Command not found after installation:

# Ensure package is installed
pip install --upgrade localtranscribe

# If using virtual environment, activate it first
source .venv/bin/activate

HuggingFace authentication error:

# Verify token is correctly set
cat .env

# Should show: HUGGINGFACE_TOKEN=hf_...
# Make sure you accepted both model licenses

Slow processing:

# Use a faster model
localtranscribe process audio.mp3 --model tiny

# Skip diarization for single speaker
localtranscribe process audio.mp3 --skip-diarization

Run system check:

localtranscribe doctor

This command diagnoses common setup issues and suggests fixes.

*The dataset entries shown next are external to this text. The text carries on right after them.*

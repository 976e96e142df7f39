// The session owns everything: the transfer registry, the listener, the
// server connection, the global bandwidth channels, the disk buffer pool
// and the alert queue.

use std::collections::HashMap;
use std::net::SocketAddr;
use std::sync::atomic::{AtomicU32, Ordering};
use std::sync::{Arc, Weak};
use std::time::{Duration, Instant};

use libed2k_core::constants::{is_low_id, BLOCK_SIZE};
use libed2k_core::hash_id::Md4Hash;
use parking_lot::RwLock;
use tokio::net::{TcpListener, TcpStream};
use tokio::sync::mpsc::{unbounded_channel, UnboundedSender};
use tokio_util::sync::CancellationToken;
use tracing::{debug, debug_span, trace, warn};
use wire_protocol::peer::{Hello, PeerMessage};
use wire_protocol::server::{NetEndpoint, SharedFileEntry};
use wire_protocol::tags::{Tag, CT_NAME, CT_PORT, CT_VERSION, FT_FILENAME, FT_FILESIZE};

use crate::alerts::{Alert, AlertManager};
use crate::bandwidth::BandwidthManager;
use crate::buffer_pool::DiskBufferPool;
use crate::peer_connection::{send_message, with_timeout, FrameReader};
use crate::policy::PeerSource;
use crate::server_connection::{task_server_connection, ServerCommand};
use crate::settings::SessionSettings;
use crate::spawn_utils::{spawn_with_cancel, BlockingSpawner};
use crate::transfer::{AddTransferParams, ManagedTransfer, ResumeData, TransferStatus};
use crate::{Error, Result};

/// How many frames past the hello may arrive before one of them names the
/// file an incoming connection is for.
const MAX_ROUTING_FRAMES: usize = 8;
const CLIENT_VERSION: u32 = 0x3C;

// LowID callbacks routinely never complete (source offline, server drops
// the relay, NAT blocks the dial), so the pending table is bounded both
// ways: entries expire, and past the cap the oldest gives way.
const MAX_PENDING_CALLBACKS: usize = 256;
const PENDING_CALLBACK_TTL: Duration = Duration::from_secs(600);

/// Read frames until one names a file hash; those frames are replayed to
/// the transfer that ends up owning the connection.
async fn read_routing_frames<R: tokio::io::AsyncRead + Unpin>(
    reader: &mut FrameReader<R>,
    rwtimeout: Duration,
) -> Result<(Md4Hash, Vec<PeerMessage>)> {
    let mut pending = Vec::new();
    for _ in 0..MAX_ROUTING_FRAMES {
        let msg = reader.read_message(rwtimeout).await?;
        let hash = match &msg {
            PeerMessage::FileRequest { hash }
            | PeerMessage::SetRequestFileId { hash }
            | PeerMessage::StartUploadRequest { hash }
            | PeerMessage::HashSetRequest { hash } => Some(*hash),
            _ => None,
        };
        pending.push(msg);
        if let Some(hash) = hash {
            return Ok((hash, pending));
        }
    }
    Err(Error::UnexpectedMessage("no file named by peer"))
}

pub struct Session {
    pub(crate) settings: Arc<SessionSettings>,
    pub(crate) alerts: AlertManager,
    pub(crate) bandwidth: BandwidthManager,
    pub(crate) buffer_pool: Arc<DiskBufferPool>,
    pub(crate) spawner: BlockingSpawner,
    pub(crate) client_id: AtomicU32,
    pub(crate) server_addr: RwLock<Option<NetEndpoint>>,
    /// LowID peers we asked the server to call back, keyed by their short
    /// id, so the resulting inbound connection credits the right transfer.
    /// Values carry the registration time; see `register_pending_callback`.
    pub(crate) pending_callbacks: dashmap::DashMap<u32, (Md4Hash, Instant)>,
    transfers: RwLock<HashMap<Md4Hash, Arc<ManagedTransfer>>>,
    server_tx: RwLock<Option<UnboundedSender<ServerCommand>>>,
    listen_addr: RwLock<Option<SocketAddr>>,
    cancel: CancellationToken,
}
impl ManagedTransfer {
    pub(crate) fn new(params: AddTransferParams, session: &Arc<Session>) -> Result<Arc<Self>> {
        let lengths = Lengths::new(params.file_size).map_err(Error::Anyhow)?;
        if let Some(resume) = &params.resume {
            if resume.file_hash != params.file_hash || resume.file_size != params.file_size {
                return Err(Error::InvalidResumeData);
            }
        }
        let had_existing_data = params.file_path.exists();
        let storage = Arc::new(TransferStorage::open(&params.file_path, params.file_size)?);
        let span = debug_span!("transfer", hash = %params.file_hash);
        let file_name = params
            .file_path
            .file_name()
            .map(|n| n.to_string_lossy().into_owned())
            .unwrap_or_default();

        let shared = Arc::new(TransferShared {
            file_hash: params.file_hash,
            file_size: params.file_size,
            file_name: RwLock::new(file_name),
            lengths,
            storage,
            session: Arc::downgrade(session),
            cancel: session.cancel_token().child_token(),
            span,
            sequential: params.sequential,
            stats: TransferStats::default(),
            hash_set: RwLock::new(None),
        });

        if let Some(pieces) = params
            .piece_hashes
            .clone()
            .or_else(|| params.resume.as_ref().map(|r| r.piece_hashes.clone()))
        {
            if !pieces.is_empty() {
                shared.set_hash_set(pieces)?;
            }
        }

        let transfer = Arc::new(Self {
            shared,
            locked: RwLock::new(ManagedTransferLocked {
                state: TransferStateMachine::Checking,
                paused: false,
            }),
        });
        transfer.clone().start(params, had_existing_data);
        Ok(transfer)
    }

    pub fn file_hash(&self) -> Md4Hash {
        self.shared.file_hash
    }

    /// Move through checking into the live state on a background task.
    fn start(self: Arc<Self>, params: AddTransferParams, had_existing_data: bool) {
        let span = self.shared.span.clone();
        let cancel = self.shared.cancel.clone();
        let _ = spawn_with_cancel(span, cancel, async move {
            let have = match self.clone().run_checking(&params, had_existing_data).await {
                Ok(have) => have,
                Err(e) => {
                    // Storage errors pause the transfer, never silently.
                    warn!("error checking transfer: {e:#}");
                    if let Ok(session) = self.shared.session() {
                        session.alerts.post(Alert::TransferError {
                            hash: self.shared.file_hash,
                            error: format!("{e:#}"),
                        });
                    }
                    self.locked.write().paused = true;
                    BF::repeat(false, self.shared.lengths.total_pieces() as usize)
                }
            };
            self.to_live(have)
        });
    }

    /// Build the initial have-bitfield: verify resume samples, a
    /// pre-existing file in full, or hash a seeded file from scratch.
    async fn run_checking(
        self: Arc<Self>,
        params: &AddTransferParams,
        had_existing_data: bool,
    ) -> Result<BF> {
        let lengths = self.shared.lengths;
        let total = lengths.total_pieces() as usize;
        let mut have = BF::repeat(false, total);

        if let Some(resume) = &params.resume {
            if resume.pieces.len() < lengths.piece_bitfield_bytes() {
                return Err(Error::MissingPieces);
            }
            have = BF::from_vec(resume.pieces.clone());
            have.truncate(total);
            for piece in &resume.verified {
                let index = match lengths.validate_piece_index(*piece) {
                    Some(i) => i,
                    None => return Err(Error::InvalidResumeData),
                };
                if !have[*piece as usize] {
                    continue;
                }
                if !self.verify_piece_on_disk(*piece).await? {
                    debug!(piece, "resume sample failed verification");
                    have.set(*piece as usize, false);
                }
            }
            return Ok(have);
        }

        if !had_existing_data && !params.seed_mode {
            return Ok(have);
        }

        // Full check: every piece whose digest matches is ours. Seed mode
        // with no known hash set also derives the hash set here (initial
        // hashing).
        if !self.shared.has_hash_set() && params.seed_mode {
            let mut pieces = Vec::with_capacity(lengths.hashset_size());
            for info in lengths.iter_piece_infos() {
                let digest = self.disk_piece_digest(info.piece_index.get()).await?;
                pieces.push(digest);
            }
            if lengths.is_exact_piece_multiple() {
                pieces.push(Md4Hash::TERMINAL);
            }
            if pieces.len() > 1 {
                self.shared.set_hash_set(pieces)?;
            }
        }

        if !self.shared.has_hash_set() {
            // Nothing to verify against; the hash set comes from peers.
            return Ok(have);
        }

        for piece in 0..total as u32 {
            if self.verify_piece_on_disk(piece).await? {
                have.set(piece as usize, true);
            } else if params.seed_mode {
                return Err(Error::MismatchingHash);
            }
        }
        Ok(have)
    }

    async fn disk_piece_digest(&self, piece: u32) -> Result<Md4Hash> {
        let storage = self.shared.storage.clone();
        let lengths = self.shared.lengths;
        let index = lengths
            .validate_piece_index(piece)
            .ok_or(Error::InvalidResumeData)?;
        tokio::task::spawn_blocking(move || storage.piece_digest(&lengths, index))
            .await
            .map_err(|e| Error::Anyhow(e.into()))?
    }

    async fn verify_piece_on_disk(&self, piece: u32) -> Result<bool> {
        let expected = match self.shared.piece_hash(piece) {
            Some(h) => h,
            None => return Ok(false),
        };
        Ok(self.disk_piece_digest(piece).await? == expected)
    }

    fn to_live(self: &Arc<Self>, have: BF) -> Result<()> {
        let mut locked = self.locked.write();
        match locked.state {
            TransferStateMachine::Checking => {}
            // Aborted while checking; stay down.
            _ => return Ok(()),
        }
        let live = TransferLive::new(self.shared.clone(), have, locked.paused)?;
        locked.state = TransferStateMachine::Live(live);
        Ok(())
    }

    pub(crate) fn live(&self) -> Option<Arc<TransferLive>> {
        match &self.locked.read().state {
            TransferStateMachine::Live(live) => Some(live.clone()),
            _ => None,
        }
    }

    pub fn status(&self) -> TransferStatus {
        let locked = self.locked.read();
        match &locked.state {
            TransferStateMachine::Aborted => TransferStatus::Aborted,
            _ if locked.paused => TransferStatus::Paused,
            TransferStateMachine::Checking => TransferStatus::Checking,
            TransferStateMachine::Live(live) => live.status(),
        }
    }

    /// Suspend outgoing requests; sockets stay up for incoming traffic.
    pub fn pause(&self) -> Result<()> {
        let mut locked = self.locked.write();
        if matches!(locked.state, TransferStateMachine::Aborted) {
            return Err(Error::TransferAborted);
        }
        if locked.paused {
            return Err(Error::TransferPaused);
        }
        locked.paused = true;
        if let TransferStateMachine::Live(live) = &locked.state {
            live.set_paused(true);
        }
        if let Ok(session) = self.shared.session() {
            session.alerts.post(Alert::TransferPaused {
                hash: self.shared.file_hash,
            });
        }
        Ok(())
    }

    pub fn resume(&self) -> Result<()> {
        let mut locked = self.locked.write();
        if matches!(locked.state, TransferStateMachine::Aborted) {
            return Err(Error::TransferAborted);
        }
        locked.paused = false;
        if let TransferStateMachine::Live(live) = &locked.state {
            live.set_paused(false);
        }
        Ok(())
    }

    /// Terminal: close all peers, stop tasks, close the file.
    pub fn abort(&self) {
        self.abort_inner(false);
    }

    /// Abort because the transfer is being removed from the session; peers
    /// are disconnected with the removal reason.
    pub(crate) fn abort_removed(&self) {
        self.abort_inner(true);
    }

    fn abort_inner(&self, removed: bool) {
        let mut locked = self.locked.write();
        if matches!(locked.state, TransferStateMachine::Aborted) {
            return;
        }
        if let TransferStateMachine::Live(live) = &locked.state {
            live.shutdown(removed);
        }
        locked.state = TransferStateMachine::Aborted;
        drop(locked);
        self.shared.cancel.cancel();
        if let Err(e) = self.shared.storage.sync() {
            debug!("error syncing storage on abort: {e:#}");
        }
        self.shared.storage.close();
    }

    /// Resume data reflecting current progress.
    pub fn resume_data(&self) -> ResumeData {
        let (pieces, verified) = match self.live() {
            Some(live) => live.resume_bitfield(),
            None => (
                vec![0u8; self.shared.lengths.piece_bitfield_bytes()],
                Vec::new(),
            ),
        };
        ResumeData {
            file_hash: self.shared.file_hash,
            file_size: self.shared.file_size,
            pieces,
            verified,
            piece_hashes: self.shared.hash_set().unwrap_or_default(),
        }
    }

    pub fn stats(&self) -> (u64, u64) {
        (
            self.shared.stats.downloaded_bytes.load(Ordering::Relaxed),
            self.shared.stats.uploaded_bytes.load(Ordering::Relaxed),
        )
    }
}
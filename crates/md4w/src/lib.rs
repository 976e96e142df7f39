// Wrapper for MD4 libraries to be able to swap them easily.
//
// The ed2k file identifier is MD4, so piece hashing is the majority of CPU
// usage when importing large shares. The pure-Rust implementation is the
// default; openssl can be faster where its legacy provider is available.

#[cfg(feature = "md4-rust")]
pub type Md4 = Md4Rust;

#[cfg(feature = "md4-openssl")]
pub type Md4 = Md4Openssl;

/// MD4 of the empty input. Doubles as the eDonkey "terminal hash".
pub const MD4_EMPTY: [u8; 16] = [
    0x31, 0xd6, 0xcf, 0xe0, 0xd1, 0x6a, 0xe9, 0x31, 0xb7, 0x3c, 0x59, 0xd7, 0xe0, 0xc0, 0x89,
    0xc0,
];

pub trait IMd4 {
    fn new() -> Self;
    fn update(&mut self, buf: &[u8]);
    fn finish(self) -> [u8; 16];
}

#[cfg(feature = "md4-rust")]
pub struct Md4Rust {
    inner: md4::Md4,
}

#[cfg(feature = "md4-rust")]
impl IMd4 for Md4Rust {
    fn new() -> Self {
        use md4::Digest;
        Md4Rust {
            inner: md4::Md4::new(),
        }
    }

    fn update(&mut self, buf: &[u8]) {
        use md4::Digest;
        md4::Md4::update(&mut self.inner, buf)
    }

    fn finish(self) -> [u8; 16] {
        use md4::Digest;
        let mut output = [0u8; 16];
        md4::Md4::finalize_into(self.inner, (&mut output[..]).into());
        output
    }
}

#[cfg(feature = "md4-openssl")]
pub struct Md4Openssl {
    inner: openssl::hash::Hasher,
}

#[cfg(feature = "md4-openssl")]
impl IMd4 for Md4Openssl {
    fn new() -> Self {
        Self {
            inner: openssl::hash::Hasher::new(openssl::hash::MessageDigest::md4())
                .expect("openssl md4 unavailable"),
        }
    }

    fn update(&mut self, buf: &[u8]) {
        self.inner.update(buf).expect("openssl md4 update failed")
    }

    fn finish(mut self) -> [u8; 16] {
        let result = self.inner.finish().expect("openssl md4 finish failed");
        debug_assert_eq!(result.len(), 16);
        let mut result_arr = [0u8; 16];
        result_arr.copy_from_slice(&result);
        result_arr
    }
}

pub fn md4_digest(buf: &[u8]) -> [u8; 16] {
    let mut h = Md4::new();
    h.update(buf);
    h.finish()
}

#[cfg(test)]
mod tests {
    use super::*;

    fn hex(digest: [u8; 16]) -> String {
        digest.iter().map(|b| format!("{b:02x}")).collect()
    }

    // RFC 1320 appendix A.5.
    #[test]
    fn test_rfc1320_vectors() {
        for (input, expected) in [
            (&b""[..], "31d6cfe0d16ae931b73c59d7e0c089c0"),
            (&b"a"[..], "bde52cb31de33e46245e05fbdbd6fb24"),
            (&b"abc"[..], "a448017aaf21d8525fc10ae87aa6729d"),
            (&b"message digest"[..], "d9130a8164549fe818874806e1c7014b"),
            (
                &b"abcdefghijklmnopqrstuvwxyz"[..],
                "d79e1c308aa5bbcdeea8ed63df412da9",
            ),
            (
                &b"ABCDEFGHIJKLMNOPQRSTUVWXYZabcdefghijklmnopqrstuvwxyz0123456789"[..],
                "043f8582f241db351ce627e153e7f0e4",
            ),
        ] {
            assert_eq!(hex(md4_digest(input)), expected, "input {input:?}");
        }
    }

    #[test]
    fn test_empty_constant_matches() {
        assert_eq!(md4_digest(b""), MD4_EMPTY);
    }

    #[test]
    fn test_incremental_equals_oneshot() {
        let data = b"the quick brown fox jumps over the lazy dog";
        let mut h = Md4::new();
        for chunk in data.chunks(7) {
            h.update(chunk);
        }
        assert_eq!(h.finish(), md4_digest(data));
    }
}
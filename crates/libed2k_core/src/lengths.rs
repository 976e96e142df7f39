use anyhow::Context;

use crate::constants::{BLOCK_SIZE, PIECE_SIZE};

/// Ceiling division. Block-to-piece arithmetic uses this everywhere; the
/// file tail is where the off-by-ones live, so it is pinned by tests.
pub fn div_ceil(a: u64, b: u64) -> u64 {
    a.div_ceil(b)
}

/// Length of the last element when `total` is split into units of `unit`.
pub fn tail_size(total: u64, unit: u64) -> u64 {
    let rem = total % unit;
    if rem == 0 {
        return unit;
    }
    rem
}

#[derive(Debug, Clone, Copy, PartialEq, Eq)]
pub struct PieceInfo {
    pub piece_index: ValidPieceIndex,
    pub len: u32,
}

/// One wire-request unit: a block within a piece.
#[derive(Debug, Clone, Copy, PartialEq, Eq)]
pub struct BlockInfo {
    pub piece_index: ValidPieceIndex,

    // Index of the block within the piece.
    pub block_index: u32,

    // Absolute block index if the first block of the first piece was 0.
    pub absolute_index: u32,
    pub size: u32,

    // Offset of the block in bytes within the piece.
    pub offset: u32,
}

/// A piece index that was validated against a [`Lengths`] instance.
#[derive(Clone, Copy, PartialEq, Eq, Hash, PartialOrd, Ord)]
pub struct ValidPieceIndex(u32);

impl std::fmt::Display for ValidPieceIndex {
    fn fmt(&self, f: &mut std::fmt::Formatter<'_>) -> std::fmt::Result {
        write!(f, "{}", self.0)
    }
}

impl std::fmt::Debug for ValidPieceIndex {
    fn fmt(&self, f: &mut std::fmt::Formatter<'_>) -> std::fmt::Result {
        write!(f, "{:?}", self.0)
    }
}

impl ValidPieceIndex {
    pub const fn get(&self) -> u32 {
        self.0
    }
}

/// Piece/block geometry of one file. The nominal piece size is the ed2k
/// constant; the block size is a parameter because the engine uses 180 KiB
/// blocks on the wire and 16 KiB blocks against disk.
#[derive(Debug, Clone, Copy)]
pub struct Lengths {
    total_length: u64,
    piece_size: u32,
    block_size: u32,
    last_piece_id: u32,
    last_piece_length: u32,
    blocks_per_piece: u32,
}

impl Lengths {
    pub fn new(total_length: u64) -> anyhow::Result<Self> {
        Self::with_geometry(total_length, PIECE_SIZE as u32, BLOCK_SIZE)
    }

    pub fn with_geometry(
        total_length: u64,
        piece_size: u32,
        block_size: u32,
    ) -> anyhow::Result<Self> {
        if total_length == 0 {
            anyhow::bail!("file with 0 length cannot be transferred");
        }
        if block_size == 0 || block_size > piece_size {
            anyhow::bail!("invalid block size {block_size} for piece size {piece_size}");
        }
        let total_pieces = div_ceil(total_length, piece_size as u64);
        let total_pieces =
            u32::try_from(total_pieces).context("file too large for piece arithmetic")?;
        Ok(Self {
            total_length,
            piece_size,
            block_size,
            last_piece_id: total_pieces - 1,
            last_piece_length: tail_size(total_length, piece_size as u64) as u32,
            blocks_per_piece: (piece_size as u64).div_ceil(block_size as u64) as u32,
        })
    }

    pub const fn total_length(&self) -> u64 {
        self.total_length
    }
    pub const fn default_piece_length(&self) -> u32 {
        self.piece_size
    }
    pub const fn block_size(&self) -> u32 {
        self.block_size
    }
    pub const fn default_blocks_per_piece(&self) -> u32 {
        self.blocks_per_piece
    }
    pub const fn total_pieces(&self) -> u32 {
        self.last_piece_id + 1
    }
    pub const fn last_piece_id(&self) -> ValidPieceIndex {
        ValidPieceIndex(self.last_piece_id)
    }

    // How many bytes are required to store a bitfield with one bit per piece.
    pub const fn piece_bitfield_bytes(&self) -> usize {
        (self.total_pieces() as usize + 7) / 8
    }

    pub const fn validate_piece_index(&self, index: u32) -> Option<ValidPieceIndex> {
        if index > self.last_piece_id {
            return None;
        }
        Some(ValidPieceIndex(index))
    }

    pub fn try_validate_piece_index(&self, index: u32) -> anyhow::Result<ValidPieceIndex> {
        self.validate_piece_index(index)
            .with_context(|| format!("invalid piece index {index}"))
    }

    pub const fn piece_length(&self, index: ValidPieceIndex) -> u32 {
        if index.0 == self.last_piece_id {
            return self.last_piece_length;
        }
        self.piece_size
    }

    pub const fn piece_offset(&self, index: ValidPieceIndex) -> u64 {
        index.0 as u64 * self.piece_size as u64
    }

    pub const fn blocks_per_piece(&self, index: ValidPieceIndex) -> u32 {
        if index.0 == self.last_piece_id {
            return self.last_piece_length.div_ceil(self.block_size);
        }
        self.blocks_per_piece
    }

    pub const fn total_blocks(&self) -> u32 {
        self.last_piece_id * self.blocks_per_piece + self.blocks_per_piece(self.last_piece_id())
    }

    pub fn block_size_at(&self, piece_index: ValidPieceIndex, block_index: u32) -> Option<u32> {
        let piece_length = self.piece_length(piece_index);
        let last_block_id = piece_length.div_ceil(self.block_size) - 1;
        if block_index < last_block_id {
            return Some(self.block_size);
        }
        if block_index == last_block_id {
            return Some(tail_size(piece_length as u64, self.block_size as u64) as u32);
        }
        None
    }

    pub const fn block_offset_in_piece(
        &self,
        piece_index: ValidPieceIndex,
        block_index: u32,
    ) -> Option<u32> {
        if block_index >= self.blocks_per_piece(piece_index) {
            return None;
        }
        Some(block_index * self.block_size)
    }

    pub const fn block_absolute_offset(&self, block: &BlockInfo) -> u64 {
        self.piece_offset(block.piece_index) + block.offset as u64
    }

    /// Absolute byte range of one block, `[begin, end)`, as carried by the
    /// 64-bit request-parts message.
    pub fn block_range(&self, block: &BlockInfo) -> std::ops::Range<u64> {
        let begin = self.block_absolute_offset(block);
        begin..begin + block.size as u64
    }

    pub fn block_info(&self, piece_index: ValidPieceIndex, block_index: u32) -> Option<BlockInfo> {
        let size = self.block_size_at(piece_index, block_index)?;
        let offset = self.block_offset_in_piece(piece_index, block_index)?;
        Some(BlockInfo {
            piece_index,
            block_index,
            absolute_index: piece_index.get() * self.blocks_per_piece + block_index,
            size,
            offset,
        })
    }

    /// Validate an incoming part against the expected geometry. Returns None
    /// for a part that does not start on a block boundary or has the wrong
    /// length.
    pub fn block_info_from_received_data(
        &self,
        piece_index: ValidPieceIndex,
        begin: u32,
        len: u32,
    ) -> Option<BlockInfo> {
        let block_index = begin / self.block_size;
        let info = self.block_info(piece_index, block_index)?;
        if info.offset != begin || info.size != len {
            return None;
        }
        Some(info)
    }

    pub fn iter_piece_infos(&self) -> impl Iterator<Item = PieceInfo> + '_ {
        (0..self.total_pieces()).map(move |idx| PieceInfo {
            piece_index: ValidPieceIndex(idx),
            len: self.piece_length(ValidPieceIndex(idx)),
        })
    }

    pub fn iter_block_infos(
        &self,
        index: ValidPieceIndex,
    ) -> impl Iterator<Item = BlockInfo> + '_ {
        let blocks = self.blocks_per_piece(index);
        (0..blocks).map(move |b| self.block_info(index, b).unwrap())
    }

    /// True when the file length is an exact multiple of the piece size, in
    /// which case the hash set carries a trailing zero-length piece digest.
    pub const fn is_exact_piece_multiple(&self) -> bool {
        self.total_length % self.piece_size as u64 == 0
    }

    /// Number of piece digests in the file's hash set, including the
    /// terminal hash when one applies.
    pub const fn hashset_size(&self) -> usize {
        if self.is_exact_piece_multiple() {
            self.total_pieces() as usize + 1
        } else {
            self.total_pieces() as usize
        }
    }
}

#[cfg(test)]
mod tests {
    use super::*;

    #[test]
    fn test_div_ceil() {
        assert_eq!(div_ceil(0, 7), 0);
        assert_eq!(div_ceil(10, 3), 4);
        assert_eq!(div_ceil(13, 2), 7);
        assert_eq!(div_ceil(PIECE_SIZE, PIECE_SIZE), 1);
        assert_eq!(div_ceil(PIECE_SIZE + 1, PIECE_SIZE), 2);
    }

    #[test]
    fn test_single_short_piece() {
        let l = Lengths::new(100).unwrap();
        assert_eq!(l.total_pieces(), 1);
        assert_eq!(l.piece_length(l.last_piece_id()), 100);
        assert_eq!(l.blocks_per_piece(l.last_piece_id()), 1);
        assert_eq!(l.block_size_at(l.last_piece_id(), 0), Some(100));
        assert_eq!(l.block_size_at(l.last_piece_id(), 1), None);
        assert_eq!(l.hashset_size(), 1);
    }

    #[test]
    fn test_exact_piece_boundary() {
        let l = Lengths::new(PIECE_SIZE).unwrap();
        assert_eq!(l.total_pieces(), 1);
        assert_eq!(l.piece_length(l.last_piece_id()), PIECE_SIZE as u32);
        assert!(l.is_exact_piece_multiple());
        assert_eq!(l.hashset_size(), 2);

        let l = Lengths::new(4 * PIECE_SIZE).unwrap();
        assert_eq!(l.total_pieces(), 4);
        assert_eq!(l.hashset_size(), 5);
    }

    #[test]
    fn test_one_byte_over_piece() {
        let l = Lengths::new(PIECE_SIZE + 1).unwrap();
        assert_eq!(l.total_pieces(), 2);
        assert_eq!(l.piece_length(l.validate_piece_index(0).unwrap()), PIECE_SIZE as u32);
        assert_eq!(l.piece_length(l.last_piece_id()), 1);
        assert!(!l.is_exact_piece_multiple());
        assert_eq!(l.hashset_size(), 2);
        assert_eq!(l.blocks_per_piece(l.last_piece_id()), 1);
        assert_eq!(l.block_size_at(l.last_piece_id(), 0), Some(1));
    }

    #[test]
    fn test_one_byte_under_piece() {
        let l = Lengths::new(PIECE_SIZE - 1).unwrap();
        assert_eq!(l.total_pieces(), 1);
        assert_eq!(l.piece_length(l.last_piece_id()), PIECE_SIZE as u32 - 1);
        assert_eq!(l.hashset_size(), 1);
    }

    #[test]
    fn test_full_piece_block_geometry() {
        let l = Lengths::new(2 * PIECE_SIZE).unwrap();
        let p0 = l.validate_piece_index(0).unwrap();
        assert_eq!(l.blocks_per_piece(p0), 53);
        assert_eq!(l.block_size_at(p0, 0), Some(BLOCK_SIZE));
        assert_eq!(l.block_size_at(p0, 51), Some(BLOCK_SIZE));
        // Piece tail block: 9,728,000 - 52 * 184,320.
        assert_eq!(l.block_size_at(p0, 52), Some(143_360));
        assert_eq!(l.block_size_at(p0, 53), None);
        assert_eq!(l.total_blocks(), 106);
    }

    #[test]
    fn test_file_tail_block_geometry() {
        let l = Lengths::new(PIECE_SIZE + BLOCK_SIZE as u64 + 1).unwrap();
        let last = l.last_piece_id();
        assert_eq!(l.piece_length(last), BLOCK_SIZE + 1);
        assert_eq!(l.blocks_per_piece(last), 2);
        assert_eq!(l.block_size_at(last, 0), Some(BLOCK_SIZE));
        assert_eq!(l.block_size_at(last, 1), Some(1));
        assert_eq!(l.block_size_at(last, 2), None);
    }

    #[test]
    fn test_block_info_validation() {
        let l = Lengths::new(PIECE_SIZE + 5000).unwrap();
        let p0 = l.validate_piece_index(0).unwrap();
        let ok = l
            .block_info_from_received_data(p0, BLOCK_SIZE, BLOCK_SIZE)
            .unwrap();
        assert_eq!(ok.block_index, 1);
        assert_eq!(ok.absolute_index, 1);
        // Not on a block boundary.
        assert!(l.block_info_from_received_data(p0, BLOCK_SIZE + 1, BLOCK_SIZE).is_none());
        // Wrong length.
        assert!(l.block_info_from_received_data(p0, 0, 100).is_none());
        // Tail piece block is short.
        let p1 = l.last_piece_id();
        let tail = l.block_info_from_received_data(p1, 0, 5000).unwrap();
        assert_eq!(tail.size, 5000);
    }

    #[test]
    fn test_block_range_is_absolute() {
        let l = Lengths::new(3 * PIECE_SIZE).unwrap();
        let p1 = l.validate_piece_index(1).unwrap();
        let b = l.block_info(p1, 2).unwrap();
        let r = l.block_range(&b);
        assert_eq!(r.start, PIECE_SIZE + 2 * BLOCK_SIZE as u64);
        assert_eq!(r.end - r.start, BLOCK_SIZE as u64);
    }

    #[test]
    fn test_zero_length_rejected() {
        assert!(Lengths::new(0).is_err());
    }

    #[test]
    fn test_disk_geometry() {
        use crate::constants::DISK_BLOCK_SIZE;
        let l = Lengths::with_geometry(PIECE_SIZE, PIECE_SIZE as u32, DISK_BLOCK_SIZE).unwrap();
        assert_eq!(l.default_blocks_per_piece(), 594);
        let p0 = l.validate_piece_index(0).unwrap();
        // 9,728,000 = 593 * 16,384 + 12,288.
        assert_eq!(l.block_size_at(p0, 592), Some(DISK_BLOCK_SIZE));
        assert_eq!(l.block_size_at(p0, 593), Some(12_288));
        assert_eq!(l.block_size_at(p0, 594), None);
    }
}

→ Full Troubleshooting Guide


What's New

v2.0.2b1 (Current)

  • ✅ Updated package description and metadata
  • ✅ Enhanced README with PyPI link
  • ✅ Professional documentation polish

v2.0.1-beta

  • ✅ Published to PyPI - Install with pip install localtranscribe
  • ✅ Fixed pyannote.audio 3.x API compatibility
  • ✅ Updated documentation for model licenses

v2.0.0-beta

  • ✅ Complete rewrite with modern CLI
  • ✅ Python SDK for programmatic use
  • ✅ Batch processing support
  • ✅ System health checks with doctor command
  • ✅ Modular architecture

→ Full Changelog


Roadmap

v2.1 (Next Release)

  • Interactive speaker labeling (replace SPEAKER_00 with real names)
  • Enhanced progress indicators for large files
  • Resume interrupted transcription jobs
  • Audio quality pre-analysis

v3.0 (Future)

  • Real-time transcription support
  • Web-based interface
  • Docker containerization
  • Optional cloud sync for results

Contributing

We welcome contributions! Here's how to get started:

  1. Check existing issues at github.com/aporb/LocalTranscribe/issues
  2. Fork the repository and create your feature branch
  3. Make your changes following the existing code style
  4. Add tests if applicable
  5. Submit a pull request with a clear description

Development Setup:

git clone https://github.com/aporb/LocalTranscribe.git
cd LocalTranscribe
python3 -m venv .venv
source .venv/bin/activate
pip install -e ".[dev]"

License

MIT License - Free for personal and commercial use.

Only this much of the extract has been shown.